◆ **ASSIGNMENT**: Give back every record exactly.

◆ **SUPPLIED MATERIAL**:
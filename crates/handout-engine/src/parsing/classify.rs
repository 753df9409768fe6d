use std::collections::BTreeMap;

use crate::models::Block;

/// The fence token opening and closing a prose region inside a script.
pub const FENCE: &str = "\"\"\"";

/// How a single source line reads: executable code or fenced prose.
#[derive(Debug, Clone, Copy, PartialEq, Eq)]
pub enum LineKind {
    Code,
    Prose,
}

/// A single physical line of the script after classification.
///
/// The 1-based line number is the key of the map this lives in.
#[derive(Debug, Clone, PartialEq, Eq)]
pub struct ClassifiedLine {
    pub text: String,
    pub kind: LineKind,
}

impl ClassifiedLine {
    /// Wrap this line into a single-line block of the matching kind.
    pub fn into_block(self) -> Block {
        match self.kind {
            LineKind::Code => Block::Code(vec![self.text]),
            LineKind::Prose => Block::Text(vec![self.text]),
        }
    }
}

/// Classify every physical line of `source` as code or prose.
///
/// Lines are numbered from 1 and right-trimmed of trailing whitespace.
/// A line opening a fence is itself prose with the leading token
/// stripped; a line closing a fence is prose with the trailing token
/// stripped; opening and closing on one physical line is legal. A fence
/// left open at end of input is tolerated: the remaining lines stay
/// prose.
pub fn classify(source: &str) -> BTreeMap<u32, ClassifiedLine> {
    let mut lines = BTreeMap::new();
    if source.is_empty() {
        return lines;
    }

    let mut in_prose = false;
    for (index, raw) in source.split('\n').enumerate() {
        let mut text = raw.trim_end();
        let kind;
        if !in_prose && text.starts_with(FENCE) {
            text = &text[FENCE.len()..];
            kind = LineKind::Prose;
            in_prose = true;
            if let Some(stripped) = text.strip_suffix(FENCE) {
                text = stripped;
                in_prose = false;
            }
        } else if in_prose && let Some(stripped) = text.strip_suffix(FENCE) {
            text = stripped;
            kind = LineKind::Prose;
            in_prose = false;
        } else {
            kind = if in_prose {
                LineKind::Prose
            } else {
                LineKind::Code
            };
        }
        lines.insert(
            index as u32 + 1,
            ClassifiedLine {
                text: text.to_string(),
                kind,
            },
        );
    }
    lines
}

#[cfg(test)]
mod tests {
    use super::*;
    use pretty_assertions::assert_eq;
    use rstest::rstest;

    fn kinds(source: &str) -> Vec<(u32, LineKind)> {
        classify(source)
            .into_iter()
            .map(|(n, line)| (n, line.kind))
            .collect()
    }

    #[test]
    fn empty_source_has_no_lines() {
        assert!(classify("").is_empty());
    }

    #[test]
    fn single_line_fence_opens_and_closes() {
        let lines = classify("\"\"\"One-line\"\"\"\ndef foo():\n    pass");
        assert_eq!(
            lines.get(&1),
            Some(&ClassifiedLine {
                text: "One-line".into(),
                kind: LineKind::Prose
            })
        );
        assert_eq!(
            lines.get(&2),
            Some(&ClassifiedLine {
                text: "def foo():".into(),
                kind: LineKind::Code
            })
        );
        assert_eq!(
            lines.get(&3),
            Some(&ClassifiedLine {
                text: "    pass".into(),
                kind: LineKind::Code
            })
        );
    }

    #[test]
    fn multi_line_fence_strips_only_tokens() {
        let lines = classify("\"\"\"\nprose here\n\"\"\"\ncode");
        assert_eq!(lines.get(&1).unwrap().text, "");
        assert_eq!(lines.get(&1).unwrap().kind, LineKind::Prose);
        assert_eq!(lines.get(&2).unwrap().kind, LineKind::Prose);
        assert_eq!(lines.get(&3).unwrap().text, "");
        assert_eq!(lines.get(&3).unwrap().kind, LineKind::Prose);
        assert_eq!(lines.get(&4).unwrap().kind, LineKind::Code);
    }

    #[test]
    fn indented_fence_token_is_plain_code() {
        let lines = classify("    \"\"\"offset docstring\"\"\"");
        assert_eq!(lines.get(&1).unwrap().kind, LineKind::Code);
        assert_eq!(lines.get(&1).unwrap().text, "    \"\"\"offset docstring\"\"\"");
    }

    #[test]
    fn unterminated_fence_stays_prose_to_end() {
        assert_eq!(
            kinds("code\n\"\"\"\nstill prose\nstill prose too"),
            vec![
                (1, LineKind::Code),
                (2, LineKind::Prose),
                (3, LineKind::Prose),
                (4, LineKind::Prose),
            ]
        );
    }

    #[rstest]
    #[case("x = 1   ", "x = 1")]
    #[case("\"\"\"prose\"\"\"\t", "prose")]
    fn trailing_whitespace_is_trimmed(#[case] source: &str, #[case] expected: &str) {
        let lines = classify(source);
        assert_eq!(lines.get(&1).unwrap().text, expected);
    }
}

◆ **THE COMPLETED TASK**:
filename crates/handout-engine/src/parsing/classify.rs
repository 753df9409768fe6d
use std::collections::BTreeMap;

use crate::models::Block;

/// The fence token opening and closing a prose region inside a script.
pub const FENCE: &str = "\"\"\"";

/// How a single source line reads: executable code or fenced prose.
#[derive(Debug, Clone, Copy, PartialEq, Eq)]
pub enum LineKind {
    Code,
    Prose,
}

/// A single physical line of the script after classification.
///
/// The 1-based line number is the key of the map this lives in.
#[derive(Debug, Clone, PartialEq, Eq)]
pub struct ClassifiedLine {
    pub text: String,
    pub kind: LineKind,
}

impl ClassifiedLine {
    /// Wrap this line into a single-line block of the matching kind.
    pub fn into_block(self) -> Block {
        match self.kind {
            LineKind::Code => Block::Code(vec![self.text]),
            LineKind::Prose => Block::Text(vec![self.text]),
        }
    }
}

/// Classify every physical line of `source` as code or prose.
///
/// Lines are numbered from 1 and right-trimmed of trailing whitespace.
/// A line opening a fence is itself prose with the leading token
/// stripped; a line closing a fence is prose with the trailing token
/// stripped; opening and closing on one physical line is legal. A fence
/// left open at end of input is tolerated: the remaining lines stay
/// prose.
pub fn classify(source: &str) -> BTreeMap<u32, ClassifiedLine> {
    let mut lines = BTreeMap::new();
    if source.is_empty() {
        return lines;
    }

    let mut in_prose = false;
    for (index, raw) in source.split('\n').enumerate() {
        let mut text = raw.trim_end();
        let kind;
        if !in_prose && text.starts_with(FENCE) {
            text = &text[FENCE.len()..];
            kind = LineKind::Prose;
            in_prose = true;
            if let Some(stripped) = text.strip_suffix(FENCE) {
                text = stripped;
                in_prose = false;
            }
        } else if in_prose && let Some(stripped) = text.strip_suffix(FENCE) {
            text = stripped;
            kind = LineKind::Prose;
            in_prose = false;
        } else {
            kind = if in_prose {
                LineKind::Prose
            } else {
                LineKind::Code
            };
        }
        lines.insert(
            index as u32 + 1,
            ClassifiedLine {
                text: text.to_string(),
                kind,
            },
        );
    }
    lines
}

#[cfg(test)]
mod tests {
    use super::*;
    use pretty_assertions::assert_eq;
    use rstest::rstest;

    fn kinds(source: &str) -> Vec<(u32, LineKind)> {
        classify(source)
            .into_iter()
            .map(|(n, line)| (n, line.kind))
            .collect()
    }

    #[test]
    fn empty_source_has_no_lines() {
        assert!(classify("").is_empty());
    }

    #[test]
    fn single_line_fence_opens_and_closes() {
        let lines = classify("\"\"\"One-line\"\"\"\ndef foo():\n    pass");
        assert_eq!(
            lines.get(&1),
            Some(&ClassifiedLine {
                text: "One-line".into(),
                kind: LineKind::Prose
            })
        );
        assert_eq!(
            lines.get(&2),
            Some(&ClassifiedLine {
                text: "def foo():".into(),
                kind: LineKind::Code
            })
        );
        assert_eq!(
            lines.get(&3),
            Some(&ClassifiedLine {
                text: "    pass".into(),
                kind: LineKind::Code
            })
        );
    }

    #[test]
    fn multi_line_fence_strips_only_tokens() {
        let lines = classify("\"\"\"\nprose here\n\"\"\"\ncode");
        assert_eq!(lines.get(&1).unwrap().text, "");
        assert_eq!(lines.get(&1).unwrap().kind, LineKind::Prose);
        assert_eq!(lines.get(&2).unwrap().kind, LineKind::Prose);
        assert_eq!(lines.get(&3).unwrap().text, "");
        assert_eq!(lines.get(&3).unwrap().kind, LineKind::Prose);
        assert_eq!(lines.get(&4).unwrap().kind, LineKind::Code);
    }

    #[test]
    fn indented_fence_token_is_plain_code() {
        let lines = classify("    \"\"\"offset docstring\"\"\"");
        assert_eq!(lines.get(&1).unwrap().kind, LineKind::Code);
        assert_eq!(lines.get(&1).unwrap().text, "    \"\"\"offset docstring\"\"\"");
    }

    #[test]
    fn unterminated_fence_stays_prose_to_end() {
        assert_eq!(
            kinds("code\n\"\"\"\nstill prose\nstill prose too"),
            vec![
                (1, LineKind::Code),
                (2, LineKind::Prose),
                (3, LineKind::Prose),
                (4, LineKind::Prose),
            ]
        );
    }

    #[rstest]
    #[case("x = 1   ", "x = 1")]
    #[case("\"\"\"prose\"\"\"\t", "prose")]
    fn trailing_whitespace_is_trimmed(#[case] source: &str, #[case] expected: &str) {
        let lines = classify(source);
        assert_eq!(lines.get(&1).unwrap().text, expected);
    }
}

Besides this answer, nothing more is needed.